■ **Record extracts**
____

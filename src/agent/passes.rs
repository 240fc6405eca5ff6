//! Satellite passes agent.
//!
//! Scrapes a heavens-above pass summary table into a TSV slot, and pairs each
//! pass with the latest cached weather summary. Alerts go out 25 to 30 minutes
//! before a pass begins.

use crate::agent::{Agent, AgentContext};
use crate::cache::content_differs;
use crate::driver::Action;
use crate::error::BotError;
use crate::event::{sort_by_time, AlertEvent, EventList};
use crate::types::Timestamp;
use crate::window::AlertWindow;
use chrono::{Datelike, Duration, NaiveDateTime, TimeZone, Utc};
use regex::Regex;
use serde::{Deserialize, Serialize};
use tracing::{debug, warn};

const PASSES: &str = "iss";
const WEATHER: &str = "weather";

/// Date layouts seen in the pass table, each prefixed with the year we assume.
const PASS_TIME_FORMATS: &[&str] = &[
    "%Y %d %b %H:%M:%S",
    "%Y %b %d, %H:%M:%S",
    "%Y %b %d %I:%M:%S %p",
];

fn default_satellite_id() -> u32 {
    25544
}

fn default_satellite_name() -> String {
    "ISS".to_string()
}

fn default_passes_url() -> String {
    "http://www.heavens-above.com/PassSummary.aspx?satid={satid}&lat={lat}&lng={lng}&alt={alt}&tz=GMT"
        .to_string()
}

fn default_opens_minutes() -> i64 {
    -30
}

fn default_closes_minutes() -> i64 {
    -25
}

#[derive(Debug, Clone, Serialize, Deserialize)]
pub struct PassesConfig {
    pub latitude: f64,
    pub longitude: f64,
    /// Metres above sea level.
    #[serde(default)]
    pub altitude: i32,

    #[serde(default = "default_satellite_id")]
    pub satellite_id: u32,

    #[serde(default = "default_satellite_name")]
    pub satellite_name: String,

    #[serde(default = "default_passes_url")]
    pub passes_url: String,

    /// Forecast endpoint returning JSON with a `currently.summary` field.
    /// When set, passes are only reported once weather has been cached.
    #[serde(default)]
    pub weather_url: Option<String>,

    #[serde(default = "default_opens_minutes")]
    pub opens_minutes: i64,

    #[serde(default = "default_closes_minutes")]
    pub closes_minutes: i64,
}

impl PassesConfig {
    pub fn at(latitude: f64, longitude: f64, altitude: i32) -> Self {
        Self {
            latitude,
            longitude,
            altitude,
            satellite_id: default_satellite_id(),
            satellite_name: default_satellite_name(),
            passes_url: default_passes_url(),
            weather_url: None,
            opens_minutes: default_opens_minutes(),
            closes_minutes: default_closes_minutes(),
        }
    }

    pub fn validate(&self) -> Result<(), String> {
        if !(-90.0..=90.0).contains(&self.latitude) {
            return Err(format!("latitude out of range: {}", self.latitude));
        }
        if !(-180.0..=180.0).contains(&self.longitude) {
            return Err(format!("longitude out of range: {}", self.longitude));
        }
        if self.opens_minutes >= self.closes_minutes {
            return Err(format!(
                "alert window is empty: opens at {} but closes at {} minutes",
                self.opens_minutes, self.closes_minutes
            ));
        }
        Ok(())
    }

    fn passes_url(&self) -> String {
        self.passes_url
            .replace("{satid}", &self.satellite_id.to_string())
            .replace("{lat}", &format!("{:.6}", self.latitude))
            .replace("{lng}", &format!("{:.6}", self.longitude))
            .replace("{alt}", &self.altitude.to_string())
    }
}

/// One predicted pass, as cached in the TSV slot.
#[derive(Debug, Clone, PartialEq)]
pub struct PassEvent {
    pub time: Timestamp,
    pub satellite: String,
    pub magnitude: f64,
    pub start_time: String,
    pub end_time: String,
    pub start_az: String,
    pub end_az: String,
    pub max_time: String,
    pub max_alt: String,
    pub max_az: String,
    pub weather: Option<String>,
}

impl AlertEvent for PassEvent {
    fn time(&self) -> Timestamp {
        self.time
    }

    fn status(&self) -> String {
        let mut text = format!(
            "{} pass: magnitude {:.1}, {}\u{2013}{} from {} to {}, maximum altitude {} at {} in {}.",
            self.satellite,
            self.magnitude,
            self.start_time,
            self.end_time,
            self.start_az,
            self.end_az,
            self.max_alt,
            self.max_time,
            self.max_az
        );
        if let Some(weather) = &self.weather {
            text.push_str(&format!(" Weather: {}.", weather));
        }
        text
    }
}

/// Start of a pass given the table's date and time columns.
///
/// The table omits the year: assume the current one, and roll a date already
/// behind `now` into the next.
pub fn pass_timestamp(date: &str, time: &str, now: Timestamp) -> Option<Timestamp> {
    let text = format!("{} {} {}", now.year(), date.trim(), time.trim());
    let naive = PASS_TIME_FORMATS
        .iter()
        .find_map(|fmt| NaiveDateTime::parse_from_str(&text, fmt).ok())?;
    let start = Utc.from_utc_datetime(&naive);
    if start < now {
        start.with_year(now.year() + 1)
    } else {
        Some(start)
    }
}

pub struct PassesAgent {
    name: String,
    config: PassesConfig,
    row: Regex,
    window: AlertWindow,
}

impl PassesAgent {
    pub fn new(name: &str, config: PassesConfig) -> Result<Self, BotError> {
        config
            .validate()
            .map_err(|e| BotError::ConfigError(format!("Agent {}: {}", name, e)))?;
        let pattern = format!(
            r#"<tr class="clickableRow"[^>]*>\s*<td><a href="[^"]*" title="[^"]*">(.*?)</a></td>{}"#,
            r"<td[^>]*>\s*(.*?)\s*</td>".repeat(11)
        );
        let row = Regex::new(&pattern)
            .map_err(|e| BotError::ConfigError(format!("Agent {}: {}", name, e)))?;
        let window = AlertWindow::new(
            Duration::minutes(config.opens_minutes),
            Duration::minutes(config.closes_minutes),
        );
        Ok(Self {
            name: name.to_string(),
            config,
            row,
            window,
        })
    }

    /// Pass table rows as TSV: epoch, magnitude, start, end, start azimuth,
    /// end azimuth, max time, max altitude, max azimuth.
    pub fn scrape(&self, html: &str, now: Timestamp) -> String {
        let mut out = String::new();
        for caps in self.row.captures_iter(html) {
            let col = |i: usize| caps.get(i).map_or("", |m| m.as_str());
            let (date, mag, start_time) = (col(1), col(2), col(3));
            let (start_az, max_time, max_alt, max_az) = (col(5), col(6), col(7), col(8));
            let (end_time, end_az) = (col(9), col(11));

            let Some(start) = pass_timestamp(date, start_time, now) else {
                debug!(agent = %self.name, date, start_time, "Skipping pass with unreadable date");
                continue;
            };
            let fields = [
                start.timestamp().to_string(),
                mag.to_string(),
                start_time.to_string(),
                end_time.to_string(),
                start_az.to_string(),
                end_az.to_string(),
                max_time.to_string(),
                max_alt.to_string(),
                max_az.to_string(),
            ];
            out.push_str(&fields.join("\t"));
            out.push('\n');
        }
        out
    }

    pub fn parse_passes(&self, tsv: &str, weather: Option<&str>) -> EventList {
        let mut events: EventList = Vec::new();
        for line in tsv.lines().filter(|l| !l.trim().is_empty()) {
            match self.parse_row(line, weather) {
                Some(event) => events.push(Box::new(event)),
                None => {
                    debug!(agent = %self.name, line, "Malformed pass row");
                    return Vec::new();
                }
            }
        }
        sort_by_time(&mut events);
        events
    }

    fn parse_row(&self, line: &str, weather: Option<&str>) -> Option<PassEvent> {
        let f: Vec<&str> = line.trim_end_matches(['\r', '\n']).split('\t').collect();
        if f.len() != 9 {
            return None;
        }
        let epoch: i64 = f[0].parse().ok()?;
        Some(PassEvent {
            time: Utc.timestamp_opt(epoch, 0).single()?,
            satellite: self.config.satellite_name.clone(),
            magnitude: f[1].parse().ok()?,
            start_time: f[2].to_string(),
            end_time: f[3].to_string(),
            start_az: f[4].to_string(),
            end_az: f[5].to_string(),
            max_time: f[6].to_string(),
            max_alt: f[7].to_string(),
            max_az: f[8].to_string(),
            weather: weather.map(str::to_string),
        })
    }

    /// Summary line from cached weather JSON.
    fn weather_summary(content: &str) -> Option<String> {
        let value: serde_json::Value = serde_json::from_str(content).ok()?;
        value
            .get("summary")
            .and_then(|s| s.as_str())
            .filter(|s| !s.is_empty())
            .map(str::to_string)
    }
}

impl Agent for PassesAgent {
    fn name(&self) -> &str {
        &self.name
    }

    fn supports(&self, action: Action) -> bool {
        match action {
            Action::Weather => self.config.weather_url.is_some(),
            _ => true,
        }
    }

    fn fetch(&self, ctx: &AgentContext<'_>) -> Result<bool, BotError> {
        let html = ctx.fetcher.fetch_text(&self.config.passes_url())?;
        let tsv = self.scrape(&html, ctx.now);
        let cache = ctx.cache(&self.name, PASSES);
        Ok(cache.commit_if_changed(&tsv, content_differs, None)?)
    }

    fn parse(&self, ctx: &AgentContext<'_>, warn_if_missing: bool) -> Result<EventList, BotError> {
        let weather = match &self.config.weather_url {
            Some(_) => {
                let cached = ctx.cache(&self.name, WEATHER).read_effective(warn_if_missing)?;
                match cached.as_deref().and_then(Self::weather_summary) {
                    Some(summary) => Some(summary),
                    None => {
                        debug!(agent = %self.name, "No usable weather, reporting no passes");
                        return Ok(Vec::new());
                    }
                }
            }
            None => None,
        };

        let cache = ctx.cache(&self.name, PASSES);
        Ok(match cache.read_effective(warn_if_missing)? {
            Some(tsv) => self.parse_passes(&tsv, weather.as_deref()),
            None => Vec::new(),
        })
    }

    fn in_window(&self, event: &dyn AlertEvent, now: Timestamp) -> bool {
        self.window.contains(event.time(), now)
    }

    fn refresh_weather(&self, ctx: &AgentContext<'_>) -> Result<bool, BotError> {
        let Some(url) = &self.config.weather_url else {
            return Err(BotError::UnsupportedAction {
                agent: self.name.clone(),
                action: Action::Weather.to_string(),
            });
        };
        let url = url
            .replace("{lat}", &self.config.latitude.to_string())
            .replace("{lng}", &self.config.longitude.to_string());
        let body = ctx.fetcher.fetch_text(&url)?;
        if body.is_empty() {
            return Ok(false);
        }
        let value: serde_json::Value = match serde_json::from_str(&body) {
            Ok(value) => value,
            Err(e) => {
                warn!(agent = %self.name, error = %e, "Weather response is not JSON");
                return Ok(false);
            }
        };
        let current = value.get("currently").unwrap_or(&value);
        let stored = serde_json::to_string(current)
            .map_err(|e| BotError::ConfigError(format!("Unable to encode weather: {}", e)))?;
        let cache = ctx.cache(&self.name, WEATHER);
        Ok(cache.commit_if_changed(&stored, content_differs, None)?)
    }
}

____

Nothing but the lines from the top of the entries above through the line with "use crate::error::BotError;" should be set down, each exactly as written.

filename src/agent/passes.rs
repository 240fc6405eca5ff6
//! Satellite passes agent.
//!
//! Scrapes a heavens-above pass summary table into a TSV slot, and pairs each
//! pass with the latest cached weather summary. Alerts go out 25 to 30 minutes
//! before a pass begins.

use crate::agent::{Agent, AgentContext};
use crate::cache::content_differs;
use crate::driver::Action;
use crate::error::BotError;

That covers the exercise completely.